… is from page 394 of the manuscript of Deirdre McCloskey‘s forthcoming volume, The Treasured Bourgeoisie: How Markets and Improvement Became Virtuous, 1600-1848, and Then Suspect (footnote excluded):
The attitude towards markets and improvement is central. Imagine an ancient Rome in which everyone was fascinated by gadgets, in which work by hand or abacus was viewed as honorable (honestus), in which the occupiers of aristocratic status and other non-working positions were commonly portrayed as stupid and lazy, in which engineers and inventors were heroes, in which millionaires had heroic biographies written about them – and you would be imagining a Rome that would have had an industrial revolution. Ditto, with a somewhat different list of counterfactuals, for Song China, say, or the Abbasid Caliphate. But instead the great Hellenistic engineer, Archimedes, declared that “the work of an engineer and every art that ministers to needs of life is ignoble and vulgar.”

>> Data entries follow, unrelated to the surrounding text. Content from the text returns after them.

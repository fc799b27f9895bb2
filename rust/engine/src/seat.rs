use std::fmt;
use std::str::FromStr;

use serde::Serialize;

use crate::errors::TokenError;

/// Number of seat slots carried by every hand.
pub const MAX_SEATS: usize = 10;

/// A table position, 1-based as printed in hand histories.
/// `Unknown` is never a valid table position.
#[derive(Debug, Copy, Clone, Eq, PartialEq, Hash, Ord, PartialOrd, Serialize)]
pub enum Seat {
    One,
    Two,
    Three,
    Four,
    Five,
    Six,
    Seven,
    Eight,
    Nine,
    Ten,
    Unknown,
}

const SEATS: [Seat; MAX_SEATS] = [
    Seat::One,
    Seat::Two,
    Seat::Three,
    Seat::Four,
    Seat::Five,
    Seat::Six,
    Seat::Seven,
    Seat::Eight,
    Seat::Nine,
    Seat::Ten,
];

impl Seat {
    /// Maps 1..=10 to a seat, anything else to `Unknown`.
    pub fn from_int(n: u32) -> Seat {
        match n {
            1..=10 => SEATS[n as usize - 1],
            _ => Seat::Unknown,
        }
    }

    /// 1-based seat number, `0` for `Unknown`.
    pub fn to_int(self) -> u32 {
        self.to_index().map_or(0, |i| i as u32 + 1)
    }

    /// Maps a 0-based array index to a seat.
    pub fn from_index(index: usize) -> Seat {
        SEATS.get(index).copied().unwrap_or(Seat::Unknown)
    }

    /// 0-based array index into a 10-slot seat array.
    pub fn to_index(self) -> Option<usize> {
        SEATS.iter().position(|&s| s == self)
    }

    pub fn is_valid(self) -> bool {
        self != Seat::Unknown
    }

    pub fn all() -> [Seat; MAX_SEATS] {
        SEATS
    }
}

impl fmt::Display for Seat {
    fn fmt(&self, f: &mut fmt::Formatter<'_>) -> fmt::Result {
        match self {
            Seat::Unknown => write!(f, "unknown"),
            s => write!(f, "{}", s.to_int()),
        }
    }
}

impl FromStr for Seat {
    type Err = TokenError;

    fn from_str(s: &str) -> Result<Self, Self::Err> {
        if s == "unknown" {
            return Ok(Seat::Unknown);
        }
        match s.parse::<u32>() {
            Ok(n @ 1..=10) => Ok(Seat::from_int(n)),
            _ => Err(TokenError::new("seat", s)),
        }
    }
}
use std::fmt;
use std::ops::{Deref, DerefMut};

use chrono::{DateTime, Utc};
use serde::Serialize;

use crate::errors::ModelError;
use crate::hand::Hand;

/// Poker variant. `None` is the lenient fallback for an unrecognised label.
#[derive(Debug, Clone, Copy, Eq, PartialEq, Serialize)]
#[serde(rename_all = "lowercase")]
pub enum Variant {
    None,
    Holdem,
    Omaha,
    Omaha5,
}

impl Variant {
    /// Recognises variant labels from headers (`Holdem no limit`,
    /// `Hold'em No Limit`, `5 Card Omaha Pot Limit`) and filenames (`omaha5`).
    pub fn from_label(label: &str) -> Variant {
        let l = label.to_ascii_lowercase();
        if l.contains("omaha5") || l.contains("5 card omaha") || l.contains("omaha 5") {
            Variant::Omaha5
        } else if l.contains("omaha") {
            Variant::Omaha
        } else if l.contains("holdem") || l.contains("hold'em") {
            Variant::Holdem
        } else {
            Variant::None
        }
    }
}

impl fmt::Display for Variant {
    fn fmt(&self, f: &mut fmt::Formatter<'_>) -> fmt::Result {
        let s = match self {
            Variant::None => "none",
            Variant::Holdem => "holdem",
            Variant::Omaha => "omaha",
            Variant::Omaha5 => "omaha5",
        };
        f.write_str(s)
    }
}

/// Betting limit. `None` is the lenient fallback for an unrecognised label.
#[derive(Debug, Clone, Copy, Eq, PartialEq, Serialize)]
#[serde(rename_all = "kebab-case")]
pub enum Limit {
    None,
    NoLimit,
    PotLimit,
}

impl Limit {
    /// Recognises `no limit`, `No Limit`, `no-limit`, `pot limit`, `pot-limit`.
    pub fn from_label(label: &str) -> Limit {
        let l = label.to_ascii_lowercase().replace('-', " ");
        if l.contains("no limit") {
            Limit::NoLimit
        } else if l.contains("pot limit") {
            Limit::PotLimit
        } else {
            Limit::None
        }
    }
}

impl fmt::Display for Limit {
    fn fmt(&self, f: &mut fmt::Formatter<'_>) -> fmt::Result {
        let s = match self {
            Limit::None => "none",
            Limit::NoLimit => "no-limit",
            Limit::PotLimit => "pot-limit",
        };
        f.write_str(s)
    }
}

/// A sequence of hands played at one table or in one tournament, as stored in
/// one history file. Hands keep parse order.
#[derive(Debug, Serialize)]
pub struct Game {
    id: String,
    site_name: String,
    name: String,
    variant: Variant,
    limit: Limit,
    is_real_money: bool,
    max_seats: u32,
    start_date: DateTime<Utc>,
    hands: Vec<Hand>,
}

impl Game {
    #[allow(clippy::too_many_arguments)]
    pub fn new(
        id: &str,
        site_name: &str,
        name: &str,
        variant: Variant,
        limit: Limit,
        is_real_money: bool,
        max_seats: u32,
        start_date: DateTime<Utc>,
    ) -> Result<Self, ModelError> {
        for (field, value) in [("id", id), ("site_name", site_name), ("name", name)] {
            if value.is_empty() {
                return Err(ModelError::EmptyField {
                    entity: "Game",
                    field,
                });
            }
        }
        if max_seats == 0 {
            return Err(ModelError::MaxSeatsUndefined {
                game_id: id.to_string(),
            });
        }
        Ok(Self {
            id: id.to_string(),
            site_name: site_name.to_string(),
            name: name.to_string(),
            variant,
            limit,
            is_real_money,
            max_seats,
            start_date,
            hands: Vec::new(),
        })
    }

    pub fn id(&self) -> &str {
        &self.id
    }
    pub fn site_name(&self) -> &str {
        &self.site_name
    }
    pub fn name(&self) -> &str {
        &self.name
    }
    pub fn variant(&self) -> Variant {
        self.variant
    }
    pub fn limit(&self) -> Limit {
        self.limit
    }
    pub fn is_real_money(&self) -> bool {
        self.is_real_money
    }
    pub fn max_seats(&self) -> u32 {
        self.max_seats
    }
    pub fn start_date(&self) -> DateTime<Utc> {
        self.start_date
    }
    pub fn hands(&self) -> &[Hand] {
        &self.hands
    }
    pub fn hand_count(&self) -> usize {
        self.hands.len()
    }

    /// Appends a hand, taking ownership of it.
    pub fn add_hand(&mut self, hand: Hand) {
        self.hands.push(hand);
    }
}

fn non_negative(value: f64, entity: &'static str, field: &'static str) -> Result<f64, ModelError> {
    if value < 0.0 {
        Err(ModelError::NegativeAmount { entity, field })
    } else {
        Ok(value)
    }
}

/// A cash table session: a [`Game`] plus its blinds.
#[derive(Debug, Serialize)]
pub struct CashGame {
    #[serde(flatten)]
    game: Game,
    small_blind: f64,
    big_blind: f64,
}

impl CashGame {
    pub fn new(game: Game, small_blind: f64, big_blind: f64) -> Result<Self, ModelError> {
        Ok(Self {
            small_blind: non_negative(small_blind, "CashGame", "small_blind")?,
            big_blind: non_negative(big_blind, "CashGame", "big_blind")?,
            game,
        })
    }

    pub fn small_blind(&self) -> f64 {
        self.small_blind
    }
    pub fn big_blind(&self) -> f64 {
        self.big_blind
    }
    pub fn game(&self) -> &Game {
        &self.game
    }
}

impl Deref for CashGame {
    type Target = Game;
    fn deref(&self) -> &Game {
        &self.game
    }
}

impl DerefMut for CashGame {
    fn deref_mut(&mut self) -> &mut Game {
        &mut self.game
    }
}

/// A tournament: a [`Game`] plus its total buy-in.
#[derive(Debug, Serialize)]
pub struct Tournament {
    #[serde(flatten)]
    game: Game,
    buy_in: f64,
}

impl Tournament {
    pub fn new(game: Game, buy_in: f64) -> Result<Self, ModelError> {
        Ok(Self {
            buy_in: non_negative(buy_in, "Tournament", "buy_in")?,
            game,
        })
    }

    pub fn buy_in(&self) -> f64 {
        self.buy_in
    }
    pub fn game(&self) -> &Game {
        &self.game
    }
}

impl Deref for Tournament {
    type Target = Game;
    fn deref(&self) -> &Game {
        &self.game
    }
}

impl DerefMut for Tournament {
    fn deref_mut(&mut self) -> &mut Game {
        &mut self.game
    }
}

/// The game produced from one history file.
#[derive(Debug)]
pub enum ParsedGame {
    Cash(CashGame),
    Tournament(Tournament),
}

impl Deref for ParsedGame {
    type Target = Game;
    fn deref(&self) -> &Game {
        match self {
            ParsedGame::Cash(g) => g,
            ParsedGame::Tournament(t) => t,
        }
    }
}

impl DerefMut for ParsedGame {
    fn deref_mut(&mut self) -> &mut Game {
        match self {
            ParsedGame::Cash(g) => g,
            ParsedGame::Tournament(t) => t,
        }
    }
}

Although we today in the U.S. and other countries of the modern world have a healthier respect for bourgeois values and pursuits than was common among people in the pre-modern world, we can do better – and there’s no better place to start than by talking more openly of politicians as being generally a venal, duplicitous, megalomaniacal, predatory, and status- and power-mad bunch. I would love to see the day when parents react to a child’s announcement that he or she is going into politics with the same horror and shame that would overcome them if their child were to announce that he or she is going into armed robbery.